DIRECTIONS FOR THIS TASK: Word for word, reproduce every line of the data.

AVAILABLE DATA:
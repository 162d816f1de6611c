// Crate entry point. Declare and expose modules so tests and binaries can import them easily.
//
// Responsibilities
// - Only declare and expose modules. No logic here.

pub mod config;

pub mod shared {
    pub mod core {
        pub mod primitives;
    }
    pub mod infrastructure {
        pub mod codec;
        pub mod event_store;
        pub mod subscribers;
    }
}

pub mod modules {
    pub mod tabs {
        pub mod core {
            pub mod events;
            pub mod evolve;
            pub mod state;
        }
        pub mod use_cases {
            pub mod open_tab {
                pub mod command;
                pub mod decide;
                pub mod decision;
                pub mod handler;
            }
        }
        pub mod adapters {
            pub mod outbound {
                pub mod open_tabs_projection;
            }
        }
    }
}

pub mod shell;
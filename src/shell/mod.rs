// Composition root for the tabs bounded context.
//
// Responsibilities
// - Read config from the environment.
// - Install the tracing subscriber.
// - Instantiate the durable event store and wire subscribers and handlers to it.

use crate::config::EventStoreConfig;
use crate::modules::tabs::adapters::outbound::open_tabs_projection::OpenTabsProjection;
use crate::modules::tabs::core::events::TabEvent;
use crate::modules::tabs::use_cases::open_tab::handler::OpenTabHandler;
use crate::shared::infrastructure::codec::json::JsonCodec;
use crate::shared::infrastructure::event_store::EventStoreError;
use crate::shared::infrastructure::event_store::sql::SqlEventStore;
use std::sync::Arc;
use tracing_subscriber::EnvFilter;

pub type TabEventStore = SqlEventStore<TabEvent, JsonCodec<TabEvent>>;

pub struct App {
    pub event_store: Arc<TabEventStore>,
    pub open_tabs: Arc<OpenTabsProjection>,
    pub open_tab_handler: OpenTabHandler<TabEventStore>,
}

/// Install a `fmt` subscriber filtered by `RUST_LOG`, defaulting to `info`.
pub fn init_tracing() {
    let filter = EnvFilter::try_from_default_env().unwrap_or_else(|_| EnvFilter::new("info"));
    let _ = tracing_subscriber::fmt().with_env_filter(filter).try_init();
}

pub async fn build(config: &EventStoreConfig) -> Result<App, EventStoreError> {
    let event_store = Arc::new(TabEventStore::connect(config, JsonCodec::new()).await?);
    event_store.ensure_schema().await?;
    let open_tabs = OpenTabsProjection::attach(event_store.as_ref());
    let open_tab_handler = OpenTabHandler::new(event_store.clone());
    Ok(App {
        event_store,
        open_tabs,
        open_tab_handler,
    })
}
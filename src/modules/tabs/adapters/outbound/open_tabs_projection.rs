// In memory read model of open tabs, kept current by subscribing to committed tab events.
//
// Purpose
// - Answer "which tabs are open and who serves them" without replaying streams.
//
// Responsibilities
// - Apply each committed TabOpenedV1 once per tab. A redelivered event leaves the row untouched.

use crate::modules::tabs::core::events::{TAB_OPENED_V1, TabEvent};
use crate::shared::core::primitives::AggregateId;
use crate::shared::infrastructure::event_store::EventStore;
use crate::shared::infrastructure::subscribers::Subscriber;
use parking_lot::RwLock;
use std::collections::BTreeMap;
use std::sync::Arc;

#[derive(Debug, Clone, PartialEq, Eq)]
pub struct OpenTabRow {
    pub id: AggregateId,
    pub table_number: u32,
    pub waiter: String,
}

#[derive(Default)]
pub struct OpenTabsProjection {
    rows: RwLock<BTreeMap<AggregateId, OpenTabRow>>,
}

impl OpenTabsProjection {
    pub fn new() -> Self {
        Self::default()
    }

    /// Register a fresh projection with `event_store` and return it.
    pub fn attach<S: EventStore<TabEvent>>(event_store: &S) -> Arc<Self> {
        let projection = Arc::new(Self::new());
        event_store.subscribe(TAB_OPENED_V1, projection.clone());
        projection
    }

    pub fn get(&self, id: AggregateId) -> Option<OpenTabRow> {
        self.rows.read().get(&id).cloned()
    }

    pub fn list(&self) -> Vec<OpenTabRow> {
        self.rows.read().values().cloned().collect()
    }

    pub fn tables_for_waiter(&self, waiter: &str) -> Vec<u32> {
        self.rows
            .read()
            .values()
            .filter(|row| row.waiter == waiter)
            .map(|row| row.table_number)
            .collect()
    }
}

#[async_trait::async_trait]
impl Subscriber<TabEvent> for OpenTabsProjection {
    async fn handle(&self, event: &TabEvent) -> anyhow::Result<()> {
        match event {
            TabEvent::TabOpenedV1(e) => {
                self.rows.write().entry(e.id).or_insert_with(|| OpenTabRow {
                    id: e.id,
                    table_number: e.table_number,
                    waiter: e.waiter.clone(),
                });
            }
        }
        Ok(())
    }
}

WRITTEN ANSWER:
repository 162d816f1de6611c
// Crate entry point. Declare and expose modules so tests and binaries can import them easily.
//
// Responsibilities
// - Only declare and expose modules. No logic here.

pub mod config;

pub mod shared {
    pub mod core {
        pub mod primitives;
    }
    pub mod infrastructure {
        pub mod codec;
        pub mod event_store;
        pub mod subscribers;
    }
}

pub mod modules {
    pub mod tabs {
        pub mod core {
            pub mod events;
            pub mod evolve;
            pub mod state;
        }
        pub mod use_cases {
            pub mod open_tab {
                pub mod command;
                pub mod decide;
                pub mod decision;
                pub mod handler;
            }
        }
        pub mod adapters {
            pub mod outbound {
                pub mod open_tabs_projection;
            }
        }
    }
}

pub mod shell;
filename src/shell/mod.rs
// Composition root for the tabs bounded context.
//
// Responsibilities
// - Read config from the environment.
// - Install the tracing subscriber.
// - Instantiate the durable event store and wire subscribers and handlers to it.

use crate::config::EventStoreConfig;
use crate::modules::tabs::adapters::outbound::open_tabs_projection::OpenTabsProjection;
use crate::modules::tabs::core::events::TabEvent;
use crate::modules::tabs::use_cases::open_tab::handler::OpenTabHandler;
use crate::shared::infrastructure::codec::json::JsonCodec;
use crate::shared::infrastructure::event_store::EventStoreError;
use crate::shared::infrastructure::event_store::sql::SqlEventStore;
use std::sync::Arc;
use tracing_subscriber::EnvFilter;

pub type TabEventStore = SqlEventStore<TabEvent, JsonCodec<TabEvent>>;

pub struct App {
    pub event_store: Arc<TabEventStore>,
    pub open_tabs: Arc<OpenTabsProjection>,
    pub open_tab_handler: OpenTabHandler<TabEventStore>,
}

/// Install a `fmt` subscriber filtered by `RUST_LOG`, defaulting to `info`.
pub fn init_tracing() {
    let filter = EnvFilter::try_from_default_env().unwrap_or_else(|_| EnvFilter::new("info"));
    let _ = tracing_subscriber::fmt().with_env_filter(filter).try_init();
}

pub async fn build(config: &EventStoreConfig) -> Result<App, EventStoreError> {
    let event_store = Arc::new(TabEventStore::connect(config, JsonCodec::new()).await?);
    event_store.ensure_schema().await?;
    let open_tabs = OpenTabsProjection::attach(event_store.as_ref());
    let open_tab_handler = OpenTabHandler::new(event_store.clone());
    Ok(App {
        event_store,
        open_tabs,
        open_tab_handler,
    })
}
filename src/modules/tabs/adapters/outbound/open_tabs_projection.rs
// In memory read model of open tabs, kept current by subscribing to committed tab events.
//
// Purpose
// - Answer "which tabs are open and who serves them" without replaying streams.
//
// Responsibilities
// - Apply each committed TabOpenedV1 once per tab. A redelivered event leaves the row untouched.

use crate::modules::tabs::core::events::{TAB_OPENED_V1, TabEvent};
use crate::shared::core::primitives::AggregateId;
use crate::shared::infrastructure::event_store::EventStore;
use crate::shared::infrastructure::subscribers::Subscriber;
use parking_lot::RwLock;
use std::collections::BTreeMap;
use std::sync::Arc;

#[derive(Debug, Clone, PartialEq, Eq)]
pub struct OpenTabRow {
    pub id: AggregateId,
    pub table_number: u32,
    pub waiter: String,
}

#[derive(Default)]
pub struct OpenTabsProjection {
    rows: RwLock<BTreeMap<AggregateId, OpenTabRow>>,
}

impl OpenTabsProjection {
    pub fn new() -> Self {
        Self::default()
    }

    /// Register a fresh projection with `event_store` and return it.
    pub fn attach<S: EventStore<TabEvent>>(event_store: &S) -> Arc<Self> {
        let projection = Arc::new(Self::new());
        event_store.subscribe(TAB_OPENED_V1, projection.clone());
        projection
    }

    pub fn get(&self, id: AggregateId) -> Option<OpenTabRow> {
        self.rows.read().get(&id).cloned()
    }

    pub fn list(&self) -> Vec<OpenTabRow> {
        self.rows.read().values().cloned().collect()
    }

    pub fn tables_for_waiter(&self, waiter: &str) -> Vec<u32> {
        self.rows
            .read()
            .values()
            .filter(|row| row.waiter == waiter)
            .map(|row| row.table_number)
            .collect()
    }
}

#[async_trait::async_trait]
impl Subscriber<TabEvent> for OpenTabsProjection {
    async fn handle(&self, event: &TabEvent) -> anyhow::Result<()> {
        match event {
            TabEvent::TabOpenedV1(e) => {
                self.rows.write().entry(e.id).or_insert_with(|| OpenTabRow {
                    id: e.id,
                    table_number: e.table_number,
                    waiter: e.waiter.clone(),
                });
            }
        }
        Ok(())
    }
}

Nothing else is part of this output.